* **What you are asked to do**: Send back exactly the lines from the opening line of the records below through the one with "in every round.".

* **Exercise input**:
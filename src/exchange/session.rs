//! The key exchange state machine.
//!
//! A [`Session`] walks through the protocol one step at a time:
//!
//! ```text
//! Idle
//!   -> ParametersExchanged      responder sends (p, g), initiator receives it
//!   -> PublicValuesComputed     both draw x and derive their public value
//!   -> IntermediateExchanged    responder sends then receives,
//!                               initiator receives then sends
//!   -> Complete                 both derive the shared secret
//! ```
//!
//! Any channel error or malformed peer data moves the session to
//! [`State::Failed`]; nothing is retried. Each step issues its own blocking
//! reads and writes, so deadlines set on the underlying socket apply to
//! every operation separately.

use std::fmt;
use std::io::{self, Read, Write};

use rand::Rng;

use crate::exchange::config::{ExchangeConfig, ParameterStrategy};
use crate::exchange::error::{ErrorKind, ExchangeError, Phase, Result};
use crate::exchange::keys::{self, PrivateExponent, SharedSecret};
use crate::params::{Parameters, choose_well_known, select_parameters};
use crate::wire;

/// Which side of the exchange a session plays.
///
/// The responder chooses the parameters and speaks first in every round.
#[derive(Clone, Copy, Debug, PartialEq, Eq, Hash)]
pub enum Role {
    Initiator,
    Responder,
}

impl fmt::Display for Role {
    fn fmt(&self, f: &mut fmt::Formatter<'_>) -> fmt::Result {
        f.write_str(match self {
            Role::Initiator => "initiator",
            Role::Responder => "responder",
        })
    }
}

/// Progress of a session through the protocol.
#[derive(Clone, Copy, Debug, PartialEq, Eq)]
pub enum State {
    Idle,
    ParametersExchanged,
    PublicValuesComputed,
    IntermediateExchanged,
    Complete,
    /// Terminal; carries the phase that failed.
    Failed(Phase),
}

impl fmt::Display for State {
    fn fmt(&self, f: &mut fmt::Formatter<'_>) -> fmt::Result {
        match self {
            State::Idle => f.write_str("idle"),
            State::ParametersExchanged => f.write_str("parameters exchanged"),
            State::PublicValuesComputed => f.write_str("public values computed"),
            State::IntermediateExchanged => f.write_str("intermediate values exchanged"),
            State::Complete => f.write_str("complete"),
            State::Failed(phase) => write!(f, "failed during {phase}"),
        }
    }
}

/// One run of the exchange with a single peer.
///
/// All secret material lives in the session, so independent sessions can
/// run side by side. The private exponent is wiped as soon as the secret
/// has been derived or the session fails.
pub struct Session {
    role: Role,
    config: ExchangeConfig,
    state: State,
    parameters: Option<Parameters>,
    exponent: Option<PrivateExponent>,
    public_value: Option<u64>,
    peer_value: Option<u64>,
}

impl Session {
    /// Creates a session with the default configuration.
    pub fn new(role: Role) -> Self {
        Self::with_config(role, ExchangeConfig::default())
    }

    pub fn with_config(role: Role, config: ExchangeConfig) -> Self {
        Self {
            role,
            config,
            state: State::Idle,
            parameters: None,
            exponent: None,
            public_value: None,
            peer_value: None,
        }
    }

    pub fn role(&self) -> Role {
        self.role
    }

    pub fn state(&self) -> State {
        self.state
    }

    pub fn config(&self) -> &ExchangeConfig {
        &self.config
    }

    /// The agreed parameters, once exchanged.
    pub fn parameters(&self) -> Option<Parameters> {
        self.parameters
    }

    /// This party's public value, once computed.
    pub fn public_value(&self) -> Option<u64> {
        self.public_value
    }

    /// The peer's public value, once received.
    pub fn peer_value(&self) -> Option<u64> {
        self.peer_value
    }

    /// Runs every step in order and returns the shared secret.
    pub fn run<C, R>(&mut self, channel: &mut C, primes: &[u64], rng: &mut R) -> Result<SharedSecret>
    where
        C: Read + Write + ?Sized,
        R: Rng,
    {
        self.establish_parameters(channel, primes, rng)?;
        self.generate_public_value(rng)?;
        self.exchange_public_values(channel)?;
        self.complete()
    }

    /// `Idle -> ParametersExchanged` for either role.
    ///
    /// The responder obtains a pair according to the configured
    /// [`ParameterStrategy`] and sends it; the initiator receives one.
    /// `primes` is only consulted by a responder using
    /// [`ParameterStrategy::Generate`].
    pub fn establish_parameters<C, R>(
        &mut self,
        channel: &mut C,
        primes: &[u64],
        rng: &mut R,
    ) -> Result<Parameters>
    where
        C: Read + Write + ?Sized,
        R: Rng,
    {
        match self.role {
            Role::Initiator => self.receive_parameters(channel),
            Role::Responder => {
                self.require(State::Idle, Phase::Parameters)?;

                let strategy = self.config.strategy;
                let parameters = match strategy {
                    ParameterStrategy::Generate => select_parameters(primes, rng)
                        .map_err(|err| self.fail(Phase::Parameters, err.into()))?,
                    ParameterStrategy::WellKnown => choose_well_known(rng),
                };

                self.send_parameters(channel, parameters)?;
                Ok(parameters)
            }
        }
    }

    /// Responder side of `Idle -> ParametersExchanged`: sends `parameters`.
    ///
    /// The pair must pass [`Parameters::validate`].
    pub fn send_parameters<C>(&mut self, channel: &mut C, parameters: Parameters) -> Result<()>
    where
        C: Write + ?Sized,
    {
        self.require_role(Role::Responder, Phase::Parameters)?;
        self.require(State::Idle, Phase::Parameters)?;

        parameters
            .validate()
            .map_err(|err| self.fail(Phase::Parameters, err.into()))?;

        wire::write_parameters(channel, &parameters)
            .map_err(|err| self.fail(Phase::Parameters, err.into()))?;

        self.parameters = Some(parameters);
        self.state = State::ParametersExchanged;

        Ok(())
    }

    /// Initiator side of `Idle -> ParametersExchanged`: reads exactly one
    /// parameter message and checks it.
    pub fn receive_parameters<C>(&mut self, channel: &mut C) -> Result<Parameters>
    where
        C: Read + ?Sized,
    {
        self.require_role(Role::Initiator, Phase::Parameters)?;
        self.require(State::Idle, Phase::Parameters)?;

        let parameters =
            wire::read_parameters(channel).map_err(|err| self.fail(Phase::Parameters, err.into()))?;

        let checked = if self.config.verify_parameters {
            parameters.verify()
        } else {
            parameters.validate()
        };
        checked.map_err(|err| self.fail(Phase::Parameters, err.into()))?;

        self.parameters = Some(parameters);
        self.state = State::ParametersExchanged;

        Ok(parameters)
    }

    /// `ParametersExchanged -> PublicValuesComputed` with a freshly drawn
    /// private exponent. Returns the public value.
    pub fn generate_public_value<R: Rng>(&mut self, rng: &mut R) -> Result<u64> {
        self.require(State::ParametersExchanged, Phase::KeyGeneration)?;

        let exponent = PrivateExponent::generate(rng, self.config.max_private_exponent);
        self.compute_public_value(exponent)
    }

    /// `ParametersExchanged -> PublicValuesComputed` with a caller supplied
    /// private exponent. Returns the public value.
    pub fn compute_public_value(&mut self, exponent: PrivateExponent) -> Result<u64> {
        self.require(State::ParametersExchanged, Phase::KeyGeneration)?;

        let Some(parameters) = self.parameters else {
            return Err(self.out_of_order(Phase::KeyGeneration));
        };

        let value = keys::public_value(&parameters, &exponent, self.config.derivation);

        self.exponent = Some(exponent);
        self.public_value = Some(value);
        self.state = State::PublicValuesComputed;

        Ok(value)
    }

    /// `PublicValuesComputed -> IntermediateExchanged`.
    ///
    /// The responder writes its value before reading the peer's; the
    /// initiator reads first. Returns the peer's public value.
    pub fn exchange_public_values<C>(&mut self, channel: &mut C) -> Result<u64>
    where
        C: Read + Write + ?Sized,
    {
        self.require(State::PublicValuesComputed, Phase::ValueExchange)?;

        let Some(local) = self.public_value else {
            return Err(self.out_of_order(Phase::ValueExchange));
        };

        let peer = swap_values(self.role, channel, local)
            .map_err(|err| self.fail(Phase::ValueExchange, err.into()))?;

        self.peer_value = Some(peer);
        self.state = State::IntermediateExchanged;

        Ok(peer)
    }

    /// `IntermediateExchanged -> Complete`: derives the shared secret and
    /// wipes the private exponent.
    pub fn complete(&mut self) -> Result<SharedSecret> {
        self.require(State::IntermediateExchanged, Phase::Completion)?;

        let (Some(parameters), Some(exponent), Some(local), Some(peer)) = (
            self.parameters,
            self.exponent.as_ref(),
            self.public_value,
            self.peer_value,
        ) else {
            return Err(self.out_of_order(Phase::Completion));
        };

        let secret = keys::shared_secret(&parameters, exponent, local, peer, self.config.derivation);

        self.exponent = None;
        self.state = State::Complete;

        Ok(secret)
    }

    fn require(&self, expected: State, phase: Phase) -> Result<()> {
        if self.state == expected {
            Ok(())
        } else {
            Err(self.out_of_order(phase))
        }
    }

    fn require_role(&self, expected: Role, phase: Phase) -> Result<()> {
        if self.role == expected {
            Ok(())
        } else {
            Err(ExchangeError::new(phase, ErrorKind::WrongRole(self.role)))
        }
    }

    fn out_of_order(&self, phase: Phase) -> ExchangeError {
        ExchangeError::new(phase, ErrorKind::OutOfOrder(self.state))
    }

    fn fail(&mut self, phase: Phase, kind: ErrorKind) -> ExchangeError {
        self.state = State::Failed(phase);
        self.exponent = None;

        ExchangeError::new(phase, kind)
    }
}

impl fmt::Debug for Session {
    fn fmt(&self, f: &mut fmt::Formatter<'_>) -> fmt::Result {
        f.debug_struct("Session")
            .field("role", &self.role)
            .field("state", &self.state)
            .field("parameters", &self.parameters)
            .field("public_value", &self.public_value)
            .field("peer_value", &self.peer_value)
            .finish_non_exhaustive()
    }
}

/// Sends `local` and receives the peer's value in the order fixed by `role`.
fn swap_values<C>(role: Role, channel: &mut C, local: u64) -> io::Result<u64>
where
    C: Read + Write + ?Sized,
{
    match role {
        Role::Responder => {
            wire::write_value(channel, local)?;
            wire::read_value(channel)
        }
        Role::Initiator => {
            let peer = wire::read_value(channel)?;
            wire::write_value(channel, local)?;
            Ok(peer)
        }
    }
}

/// Runs a complete exchange with the default configuration.
///
/// `channel` must already be connected to the peer, and the peer must run
/// the opposite `role`. `primes` is the responder's modulus table (see
/// [`crate::params::DEFAULT_PRIMES`]); `rng` supplies the private exponent
/// and, for the responder, the parameter choice.
pub fn run_exchange<C, R>(role: Role, channel: &mut C, primes: &[u64], rng: &mut R) -> Result<SharedSecret>
where
    C: Read + Write + ?Sized,
    R: Rng,
{
    run_exchange_with(role, ExchangeConfig::default(), channel, primes, rng)
}

/// Runs a complete exchange with an explicit configuration.
pub fn run_exchange_with<C, R>(
    role: Role,
    config: ExchangeConfig,
    channel: &mut C,
    primes: &[u64],
    rng: &mut R,
) -> Result<SharedSecret>
where
    C: Read + Write + ?Sized,
    R: Rng,
{
    Session::with_config(role, config).run(channel, primes, rng)
}
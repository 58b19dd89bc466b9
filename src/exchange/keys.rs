//! Key material of a session and the derivations built on it.

use std::fmt;

use rand::Rng;
use zeroize::{Zeroize, ZeroizeOnDrop};

use crate::arithmetic::{mod_mul, mod_pow};
use crate::exchange::config::Derivation;
use crate::params::Parameters;

/// A party's secret exponent. Never transmitted.
///
/// The value is wiped when dropped and is hidden from `Debug` output.
#[derive(Clone, PartialEq, Eq, Zeroize, ZeroizeOnDrop)]
pub struct PrivateExponent(u64);

impl PrivateExponent {
    pub fn new(value: u64) -> Self {
        Self(value)
    }

    /// Draws an exponent uniformly from `[0, max]`.
    ///
    /// The quality of the exponent is the quality of `rng`; pass a
    /// cryptographically secure generator where that matters.
    pub fn generate<R: Rng>(rng: &mut R, max: u64) -> Self {
        Self(rng.gen_range(0..=max))
    }

    pub fn value(&self) -> u64 {
        self.0
    }
}

impl fmt::Debug for PrivateExponent {
    fn fmt(&self, f: &mut fmt::Formatter<'_>) -> fmt::Result {
        f.write_str("PrivateExponent(..)")
    }
}

/// The value both parties end up holding.
///
/// Wiped on drop; `Debug` output is redacted.
#[derive(Clone, PartialEq, Eq, Zeroize, ZeroizeOnDrop)]
pub struct SharedSecret(u64);

impl SharedSecret {
    pub fn new(value: u64) -> Self {
        Self(value)
    }

    pub fn value(&self) -> u64 {
        self.0
    }

    /// Little-endian bytes, for feeding into a key derivation function.
    pub fn to_bytes(&self) -> [u8; 8] {
        self.0.to_le_bytes()
    }
}

impl fmt::Debug for SharedSecret {
    fn fmt(&self, f: &mut fmt::Formatter<'_>) -> fmt::Result {
        f.write_str("SharedSecret(..)")
    }
}

/// Derives the public value sent to the peer.
///
/// With [`Derivation::Product`] this is the value of the recurrence
///
/// ```text
/// r = g
/// repeat x times: r = r * g mod p
/// ```
///
/// i.e. `g^(x+1) mod p`, computed by square-and-multiply instead of `x`
/// multiplications. With [`Derivation::Exponentiation`] it is `g^x mod p`.
///
/// `parameters` must have passed [`Parameters::validate`].
pub fn public_value(parameters: &Parameters, exponent: &PrivateExponent, derivation: Derivation) -> u64 {
    let Parameters { modulus, generator } = *parameters;
    let power = mod_pow(generator, exponent.value(), modulus);

    match derivation {
        Derivation::Product => mod_mul(power, generator, modulus),
        Derivation::Exponentiation => power,
    }
}

/// Derives the shared secret from both public values.
///
/// [`Derivation::Product`] multiplies the two public values with wrapping
/// 64-bit arithmetic and does not reduce the result. Overflow is not an
/// error. [`Derivation::Exponentiation`] raises the peer's value to the
/// local exponent modulo `p`.
pub fn shared_secret(
    parameters: &Parameters,
    exponent: &PrivateExponent,
    local: u64,
    peer: u64,
    derivation: Derivation,
) -> SharedSecret {
    let value = match derivation {
        Derivation::Product => local.wrapping_mul(peer),
        Derivation::Exponentiation => mod_pow(peer, exponent.value(), parameters.modulus),
    };

    SharedSecret(value)
}
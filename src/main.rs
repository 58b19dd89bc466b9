//! dhmerkle - run one key exchange with a peer over TCP.

use std::net::{SocketAddr, TcpListener, TcpStream, ToSocketAddrs};
use std::time::Duration;

use anyhow::{Context, Result};
use clap::Parser;
use dhmerkle::exchange::{Derivation, ExchangeConfig, ParameterStrategy, Role, Session};
use dhmerkle::params::DEFAULT_PRIMES;
use tracing::info;

/// Port both sides use unless told otherwise.
const DEFAULT_PORT: u16 = 10000;

/// Role arguments that select the initiator. Anything else is a responder.
const INITIATOR_FLAGS: [&str; 4] = ["false", "0", "no", ""];

/// Establish a shared secret with a peer using a Diffie-Hellman-Merkle exchange
#[derive(Parser)]
#[command(name = "dhmerkle", version)]
#[command(about = "Establish a shared secret with a peer", long_about = None)]
struct Cli {
    /// Peer host to connect to, or local address to listen on as responder
    host: String,

    /// Responder flag: "false", "0", "no" or "" run the initiator, anything else the responder
    #[arg(value_parser = parse_role)]
    role: Role,

    /// TCP port
    #[arg(short, long, default_value_t = DEFAULT_PORT)]
    port: u16,

    /// Read and write deadline in seconds for every protocol step
    #[arg(short, long, value_parser = clap::value_parser!(u64).range(1..))]
    timeout: Option<u64>,

    /// Derive the secret as peer^x mod p instead of the product of public values
    #[arg(long)]
    exponentiation: bool,

    /// Reject received parameters unless the modulus is prime and the generator a primitive root
    #[arg(long)]
    strict: bool,

    /// Responder picks from the well-known parameter table instead of the prime table
    #[arg(long)]
    well_known: bool,
}

impl Cli {
    fn config(&self) -> ExchangeConfig {
        ExchangeConfig {
            strategy: if self.well_known {
                ParameterStrategy::WellKnown
            } else {
                ParameterStrategy::Generate
            },
            derivation: if self.exponentiation {
                Derivation::Exponentiation
            } else {
                Derivation::Product
            },
            verify_parameters: self.strict,
            ..ExchangeConfig::default()
        }
    }
}

fn parse_role(arg: &str) -> Result<Role, String> {
    let lowered = arg.to_lowercase();

    if INITIATOR_FLAGS.contains(&lowered.as_str()) {
        Ok(Role::Initiator)
    } else {
        Ok(Role::Responder)
    }
}

fn resolve(host: &str, port: u16) -> Result<SocketAddr> {
    (host, port)
        .to_socket_addrs()
        .with_context(|| format!("Could not resolve {host}"))?
        .next()
        .with_context(|| format!("No address found for {host}"))
}

fn connect(role: Role, addr: SocketAddr) -> Result<TcpStream> {
    info!("Setting up socket...");

    let stream = match role {
        Role::Responder => {
            let listener =
                TcpListener::bind(addr).with_context(|| format!("Could not bind {addr}"))?;

            info!("Awaiting connection on {addr}...");
            let (stream, peer) = listener.accept().context("Could not accept connection")?;
            info!("Connected to {peer}");

            stream
        }
        Role::Initiator => {
            TcpStream::connect(addr).with_context(|| format!("Could not connect to {addr}"))?
        }
    };

    info!("Socket set up");
    Ok(stream)
}

fn main() -> Result<()> {
    tracing_subscriber::fmt::init();

    let cli = Cli::parse();
    let addr = resolve(&cli.host, cli.port)?;
    let mut stream = connect(cli.role, addr)?;

    if let Some(secs) = cli.timeout {
        let deadline = Some(Duration::from_secs(secs));
        stream
            .set_read_timeout(deadline)
            .context("Could not set read timeout")?;
        stream
            .set_write_timeout(deadline)
            .context("Could not set write timeout")?;
    }

    let mut rng = rand::thread_rng();
    let mut session = Session::with_config(cli.role, cli.config());

    let parameters = session.establish_parameters(&mut stream, DEFAULT_PRIMES, &mut rng)?;
    match cli.role {
        Role::Responder => info!(
            modulus = parameters.modulus,
            generator = parameters.generator,
            "Public numbers sent"
        ),
        Role::Initiator => info!(
            modulus = parameters.modulus,
            generator = parameters.generator,
            "Public numbers received"
        ),
    }

    let public = session.generate_public_value(&mut rng)?;
    info!(public, "Public-private number generated");

    let peer = session.exchange_public_values(&mut stream)?;
    info!(peer, "Other public-private number received");

    let secret = session.complete()?;
    info!(secret = secret.value(), "Shared secret number established");

    Ok(())
}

* **Result of this task**:
filename src/exchange/session.rs
//! The key exchange state machine.
//!
//! A [`Session`] walks through the protocol one step at a time:
//!
//! ```text
//! Idle
//!   -> ParametersExchanged      responder sends (p, g), initiator receives it
//!   -> PublicValuesComputed     both draw x and derive their public value
//!   -> IntermediateExchanged    responder sends then receives,
//!                               initiator receives then sends
//!   -> Complete                 both derive the shared secret
//! ```
//!
//! Any channel error or malformed peer data moves the session to
//! [`State::Failed`]; nothing is retried. Each step issues its own blocking
//! reads and writes, so deadlines set on the underlying socket apply to
//! every operation separately.

use std::fmt;
use std::io::{self, Read, Write};

use rand::Rng;

use crate::exchange::config::{ExchangeConfig, ParameterStrategy};
use crate::exchange::error::{ErrorKind, ExchangeError, Phase, Result};
use crate::exchange::keys::{self, PrivateExponent, SharedSecret};
use crate::params::{Parameters, choose_well_known, select_parameters};
use crate::wire;

/// Which side of the exchange a session plays.
///
/// The responder chooses the parameters and speaks first in every round.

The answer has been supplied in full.